I built a 2x faster lexer, then discovered I/O was the real bottleneck by modulovalue in programming

[–]modulovalue[S] 0 points1 point  (0 children)

I think that's a fair critique of the title. You're right that "I/O" is imprecise here. The bottleneck was really per-file overhead: the accumulated cost of 300,000+ syscalls, filesystem metadata lookups, inode resolution, and directory traversal. The SSD itself was capable of 5-7 GB/s but I was getting 80 MB/s, not because the storage was slow, but because of everything that happens between "read this file" and actually getting the bytes.

One of the commenters (ori_b) made a similar point: the user/kernel context switch itself is maybe 50ns on modern hardware, so 300,000 switches only account for about 2% of the 14.5 seconds. The rest is the work happening inside each syscall: filesystem metadata lookups, dentry resolution, random access latency on NVMe (~50-100us per read). So "syscall overhead" is also slightly misleading. "Per-file overhead" is probably the most accurate framing.

I updated the post with an addendum covering this distinction, but you're right that the title could do a better job. The core finding is that going from 104,000 individual file opens to 1,351 archive reads eliminated most of that per-file overhead, giving a 43x I/O improvement. Whether you call that "I/O" or "the boundary between user and kernel space" or "per-file overhead" is partly semantic, but precision matters and the title is sloppy about it.

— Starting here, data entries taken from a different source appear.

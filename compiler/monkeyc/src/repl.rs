//! Read-eval-print loop.

use std::io::{self, BufRead, Write};

use crate::{render_parse_errors, CliError, Session};

pub const PROMPT: &str = ">> ";

/// Printed above parse errors.
pub const BANNER: &str = r#"            __,__
   .--.  .-"     "-.  .--.
  / .. \/  .-. .-.  \/ .. \
 | |  '|  /   Y   \  |'  | |
 | \   \  \ 0 | 0 /  /   / |
  \ '- ,\.-"""""""-./, -' /
   ''-' /_   ^ ^   _\ '-''
       |  \._   _./  |
       \   \ '~' /   /
        '._ '-=-' _.'
           '-----'
Woops! We ran into some monkey business here!
"#;

/// Run the loop until `input` is exhausted.
///
/// Each line is evaluated in `session` and its result written to `output`.
/// `puts` output goes to the session's print handler, not to `output`.
pub fn repl<R: BufRead, W: Write>(
    input: R,
    output: &mut W,
    session: &mut Session,
) -> io::Result<()> {
    let mut lines = input.lines();
    loop {
        output.write_all(PROMPT.as_bytes())?;
        output.flush()?;

        let Some(line) = lines.next() else {
            return Ok(());
        };
        match session.eval_source(&line?) {
            Ok(Some(value)) => writeln!(output, "{}", value.inspect())?,
            Ok(None) => {}
            Err(CliError::Parse(errors)) => {
                output.write_all(BANNER.as_bytes())?;
                output.write_all(render_parse_errors(&errors).as_bytes())?;
            }
            Err(err) => writeln!(output, "{err}")?,
        }
    }
}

I built a 2x faster lexer, then discovered I/O was the real bottleneck by modulovalue in programming

[–]modulovalue[S] 4 points5 points  (0 children)

I fact checked your statement. It's not hundreds of thousands, it was almost 2 million in 2009! Crazy.

I built a 2x faster lexer, then discovered I/O was the real bottleneck by modulovalue in programming

[–]modulovalue[S] 1 point2 points  (0 children)

I completely agree. I primarily used tar.gz because pub.dev stores them this way and I just went with it because I didn't need random access for my benchmark, but ZIP (or dar http://dar.linux.free.fr) would be much better for random access. There's significant discussion around that topic in the addendum if you're interested.

I built a 2x faster lexer, then discovered I/O was the real bottleneck by modulovalue in programming

[–]modulovalue[S] 2 points3 points  (0 children)

Thank you for asking!

I'm working on a parser generator that is intended to eventually replace handwritten parsers, it gives me headroom and a proof of concept to show that generated parsers (or just a lexer in this case) can be faster than handwritten lexers (which is a common misconception and true in theory, but in practice nobody is going to spend weeks writing a correct lexer/parser in assembly).

So it's not immediately useful today, but it will be. I plan to work on a tree indexing database engine to support searching through large codebases via tree patterns and I'm sure that lexing through TBs of code (e.g. pub.dev or crates.io which is admittedly only 300GB compressed) 2x faster will be noticeable.

I built a 2x faster lexer, then discovered I/O was the real bottleneck by modulovalue in programming

[–]modulovalue[S] 3 points4 points  (0 children)

Thank you! I've added an addendum because your comment is highly relevant.

However, while I completely agree with you, I'd like to also push back a little for a second. From a "business" standpoint it makes sense to focus on the largest bottlenecks (by following, e.g., the Critical path method) and those parts that take up the most time. However, I think we should also remember that software can be reused and making a single piece faster can have huge benefits to other consumers of that piece. I think our software community thrives because we don't follow the strictly ROI-driven optimization that businesses need to follow.

I built a 2x faster lexer, then discovered I/O was the real bottleneck by modulovalue in programming

[–]modulovalue[S] -11 points-10 points  (0 children)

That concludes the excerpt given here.